Background and Objective: Cyst infections often develop as a complication in patients with autosomal dominant polycystic kidney disease (ADPKD). Although this complication has significant clinical implications, reports of cyst infection are extremely limited. Herein, we report on the status of cyst infection in patients with ADPKD to clarify this. Materials and Methods: Among 90 patients with ADPKD admitted to our hospital from 2010 to 2017, we selected those diagnosed with cyst infection. We collected the data from medical record retrospectively. Results: A total of 22 patients, comprising 12 men and 10 women, were included in the study. Infected cysts were identified on imaging in six (27.3%) patients. Bacterial culture was positive in 12 (54.5%) patients. The initial antibiotic treatment was quinolone, cephalosporin, carbapenem, and vancomycin in 7 (31.8%), 11 (50%), 3 (13.6%), and 3 (13.6%) patients, respectively.

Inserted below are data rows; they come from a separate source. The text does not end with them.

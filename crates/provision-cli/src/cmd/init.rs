use crate::output::print_json;
use anyhow::Context;
use provision_core::{builtin, config::Config, io, paths, schema::SchemaStore};
use serde::Serialize;
use std::path::Path;

#[derive(Serialize)]
struct InitSummary {
    root: String,
    config_created: bool,
    schemas_written: Vec<String>,
    schemas_kept: usize,
}

/// Create `.provision/` and seed it. Existing files are never overwritten.
pub fn run(root: &Path, json: bool) -> anyhow::Result<()> {
    for dir in [
        paths::PROVISION_DIR,
        paths::SCHEMAS_DIR,
        paths::BUILDS_DIR,
        paths::DEPLOYMENTS_DIR,
    ] {
        let p = root.join(dir);
        io::ensure_dir(&p).with_context(|| format!("failed to create {}", p.display()))?;
    }

    let config_created = !paths::config_path(root).exists();
    if config_created {
        Config::default()
            .save(root)
            .context("failed to write config.yaml")?;
    }

    let schemas_dir = paths::schemas_dir(root);
    let mut written = Vec::new();
    let mut kept = 0;
    for schema in builtin::schemas() {
        if SchemaStore::write_schema(&schemas_dir, &schema)
            .with_context(|| format!("failed to write schema '{}'", schema.name))?
        {
            written.push(schema.name);
        } else {
            kept += 1;
        }
    }

    if json {
        return print_json(&InitSummary {
            root: root.display().to_string(),
            config_created,
            schemas_written: written,
            schemas_kept: kept,
        });
    }

    println!("Initialized provision in: {}", root.display());
    if config_created {
        println!("  created: {}", paths::CONFIG_FILE);
    } else {
        println!("  exists:  {}", paths::CONFIG_FILE);
    }
    println!(
        "  schemas: {} written, {} already present ({})",
        written.len(),
        kept,
        paths::SCHEMAS_DIR
    );
    println!("\nNext: provision build --tier starter --client \"<client name>\"");
    Ok(())
}
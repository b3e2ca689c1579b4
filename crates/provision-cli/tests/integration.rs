#![allow(deprecated)]
use assert_cmd::Command;
use predicates::prelude::*;
use tempfile::TempDir;

const ENV_VARS: &[&str] = &[
    "PROVISION_CLIENT",
    "PROVISION_TIER",
    "PROVISION_API_TOKEN",
    "PROVISION_SAMPLE_DATA",
    "PROVISION_REGION",
    "PROVISION_CUSTOM_DOMAIN",
];

fn provision(dir: &TempDir) -> Command {
    let mut cmd = Command::cargo_bin("provision").unwrap();
    cmd.current_dir(dir.path()).env("PROVISION_ROOT", dir.path());
    for var in ENV_VARS {
        cmd.env_remove(var);
    }
    cmd
}

fn init_project(dir: &TempDir) {
    provision(dir).arg("init").assert().success();
}

fn build_starter(dir: &TempDir) {
    provision(dir)
        .args(["build", "--tier", "starter", "--client", "Acme Co"])
        .assert()
        .success();
}

/// Points the api at a closed local port so the identity probe fails fast.
fn use_unreachable_api(dir: &TempDir) {
    std::fs::write(
        dir.path().join(".provision/config.yaml"),
        "api:\n  base_url: http://127.0.0.1:9\n  timeout_secs: 2\n",
    )
    .unwrap();
}

fn json_output(cmd: &mut Command) -> serde_json::Value {
    let output = cmd.output().unwrap();
    serde_json::from_slice(&output.stdout).unwrap()
}

// ---------------------------------------------------------------------------
// provision init
// ---------------------------------------------------------------------------

#[test]
fn init_creates_directory_tree() {
    let dir = TempDir::new().unwrap();
    init_project(&dir);

    assert!(dir.path().join(".provision").is_dir());
    assert!(dir.path().join(".provision/schemas").is_dir());
    assert!(dir.path().join(".provision/builds").is_dir());
    assert!(dir.path().join(".provision/deployments").is_dir());
    assert!(dir.path().join(".provision/config.yaml").exists());
    assert!(dir.path().join(".provision/schemas/clients.yaml").exists());
    assert!(dir.path().join(".provision/schemas/tasks.yaml").exists());
}

#[test]
fn init_is_idempotent_and_keeps_edits() {
    let dir = TempDir::new().unwrap();
    init_project(&dir);

    let schema = dir.path().join(".provision/schemas/clients.yaml");
    std::fs::write(&schema, "name: clients\ntitle: Clients\nfields: []\n").unwrap();

    let out = json_output(provision(&dir).args(["init", "--json"]));
    assert_eq!(out["config_created"], false);
    assert_eq!(out["schemas_written"].as_array().unwrap().len(), 0);

    let content = std::fs::read_to_string(&schema).unwrap();
    assert_eq!(content, "name: clients\ntitle: Clients\nfields: []\n");
}

// ---------------------------------------------------------------------------
// provision build
// ---------------------------------------------------------------------------

#[test]
fn build_writes_artifact() {
    let dir = TempDir::new().unwrap();
    init_project(&dir);

    let out = json_output(provision(&dir).args([
        "build", "--tier", "starter", "--client", "Acme Co", "--json",
    ]));
    assert_eq!(out["package"]["tier"], "starter");
    assert_eq!(out["package"]["client"], "Acme Co");
    assert_eq!(out["package"]["metadata"]["database_count"], 5);

    let builds: Vec<_> = std::fs::read_dir(dir.path().join(".provision/builds"))
        .unwrap()
        .map(|e| e.unwrap().file_name().to_string_lossy().into_owned())
        .collect();
    assert_eq!(builds.len(), 1);
    assert!(builds[0].starts_with("build-starter-"));
    assert!(builds[0].ends_with("-acme-co.json"));
}

#[test]
fn build_without_sample_data_has_no_seed_records() {
    let dir = TempDir::new().unwrap();
    init_project(&dir);

    let out = json_output(provision(&dir).args([
        "build",
        "--tier",
        "professional",
        "--client",
        "Acme Co",
        "--sample-data",
        "false",
        "--json",
    ]));
    assert_eq!(out["package"]["metadata"]["seed_record_count"], 0);
    assert!(out["package"].get("seed_data").is_none());
}

#[test]
fn build_without_init_uses_default_fields() {
    let dir = TempDir::new().unwrap();
    provision(&dir)
        .args(["build", "--tier", "starter", "--client", "Acme Co"])
        .assert()
        .success()
        .stdout(predicate::str::contains("Compiled from default fields"));
}

#[test]
fn build_rejects_unknown_tier() {
    let dir = TempDir::new().unwrap();
    init_project(&dir);
    provision(&dir)
        .args(["build", "--tier", "platinum", "--client", "Acme Co"])
        .assert()
        .failure()
        .stderr(predicate::str::contains("unknown tier 'platinum'"));
}

#[test]
fn build_rejects_invalid_client() {
    let dir = TempDir::new().unwrap();
    init_project(&dir);
    provision(&dir)
        .args(["build", "--tier", "starter", "--client", "../etc"])
        .assert()
        .failure()
        .stderr(predicate::str::contains("invalid client identity"));
}

// ---------------------------------------------------------------------------
// provision estimate-cost
// ---------------------------------------------------------------------------

#[test]
fn estimate_starter_totals() {
    let dir = TempDir::new().unwrap();
    let out = json_output(provision(&dir).args(["estimate-cost", "--tier", "starter", "--json"]));
    assert_eq!(out["total_units"], 73);
    assert_eq!(out["estimated_seconds"], 25);
}

#[test]
fn estimate_compare_lists_every_tier() {
    let dir = TempDir::new().unwrap();
    provision(&dir)
        .args(["estimate-cost", "--compare"])
        .assert()
        .success()
        .stdout(predicate::str::contains("starter"))
        .stdout(predicate::str::contains("professional"))
        .stdout(predicate::str::contains("enterprise"));
}

#[test]
fn estimate_requires_tier_or_compare() {
    let dir = TempDir::new().unwrap();
    provision(&dir).arg("estimate-cost").assert().failure();
}

// ---------------------------------------------------------------------------
// provision validate-schemas
// ---------------------------------------------------------------------------

#[test]
fn builtin_schemas_validate() {
    let dir = TempDir::new().unwrap();
    init_project(&dir);
    provision(&dir).arg("validate-schemas").assert().success();
}

#[test]
fn validate_fails_on_two_title_fields() {
    let dir = TempDir::new().unwrap();
    init_project(&dir);
    std::fs::write(
        dir.path().join(".provision/schemas/widgets.yaml"),
        "name: widgets\ntitle: Widgets\nfields:\n  - name: A\n    type: title\n  - name: B\n    type: title\n",
    )
    .unwrap();

    provision(&dir)
        .arg("validate-schemas")
        .assert()
        .failure()
        .stdout(predicate::str::contains("widgets"))
        .stderr(predicate::str::contains("schema validation failed"));
}

// ---------------------------------------------------------------------------
// provision health
// ---------------------------------------------------------------------------

#[test]
fn quick_health_passes_after_init() {
    let dir = TempDir::new().unwrap();
    init_project(&dir);
    provision(&dir)
        .args(["health", "--quick"])
        .assert()
        .success()
        .stdout(predicate::str::contains("schemas"));
}

#[test]
fn health_fails_before_init() {
    let dir = TempDir::new().unwrap();
    provision(&dir)
        .args(["health", "--quick"])
        .assert()
        .failure()
        .stdout(predicate::str::contains("not initialized"));
}

#[test]
fn full_health_needs_token() {
    let dir = TempDir::new().unwrap();
    init_project(&dir);
    provision(&dir)
        .arg("health")
        .assert()
        .failure()
        .stdout(predicate::str::contains("PROVISION_API_TOKEN"));
}

// ---------------------------------------------------------------------------
// provision deploy / report
// ---------------------------------------------------------------------------

#[test]
fn deploy_requires_token() {
    let dir = TempDir::new().unwrap();
    init_project(&dir);
    build_starter(&dir);
    provision(&dir)
        .args(["deploy", "--client", "Acme Co", "--tier", "starter"])
        .assert()
        .failure()
        .stderr(predicate::str::contains("api token"));
}

#[test]
fn deploy_without_artifact_aborts() {
    let dir = TempDir::new().unwrap();
    init_project(&dir);
    provision(&dir)
        .args(["deploy", "--client", "Acme Co", "--tier", "starter"])
        .env("PROVISION_API_TOKEN", "secret_test")
        .assert()
        .failure()
        .stderr(predicate::str::contains("run 'provision build' first"));
}

#[test]
fn unreachable_api_aborts_and_leaves_report() {
    let dir = TempDir::new().unwrap();
    init_project(&dir);
    use_unreachable_api(&dir);
    build_starter(&dir);

    provision(&dir)
        .args(["deploy", "--client", "Acme Co", "--tier", "starter"])
        .env("PROVISION_API_TOKEN", "secret_test")
        .assert()
        .failure()
        .stderr(predicate::str::contains("aborted during connected"));

    let out = json_output(provision(&dir).args(["report", "--json"]));
    assert_eq!(out["outcome"], "aborted");
    assert_eq!(out["client"], "Acme Co");
    assert_eq!(out["counts"]["total_resources"], 0);
}

#[test]
fn report_without_deployments_fails() {
    let dir = TempDir::new().unwrap();
    init_project(&dir);
    provision(&dir)
        .arg("report")
        .assert()
        .failure()
        .stderr(predicate::str::contains("no deployment report found"));
}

The mean hospitalization period was 12.0 days (range, 9.25–14.75), while the mean antibiotic treatment period was 26.5 days (range, 21.25–29.50). No patient died. Nine (40.9%) patients had previous episodes of cyst infection, and 11 (50.0%) had recurrence during the study period. The rate of prolonged hospitalization longer than the median of 12 days was higher in patients with maintenance dialysis, although the difference was not significant (80.0% vs. 50.0%, P = 0.1453). In multiple regression analysis, the albumin value showed a negative correlation with the hospitalization period (β-coefficient: −0.4835, 95% confidence interval: −15.5757–−0.9460, P = 0.0290). Conclusion: Patients with ADPKD who have a poor nutritional status may require additional medical attention to avoid prolonged hospitalization.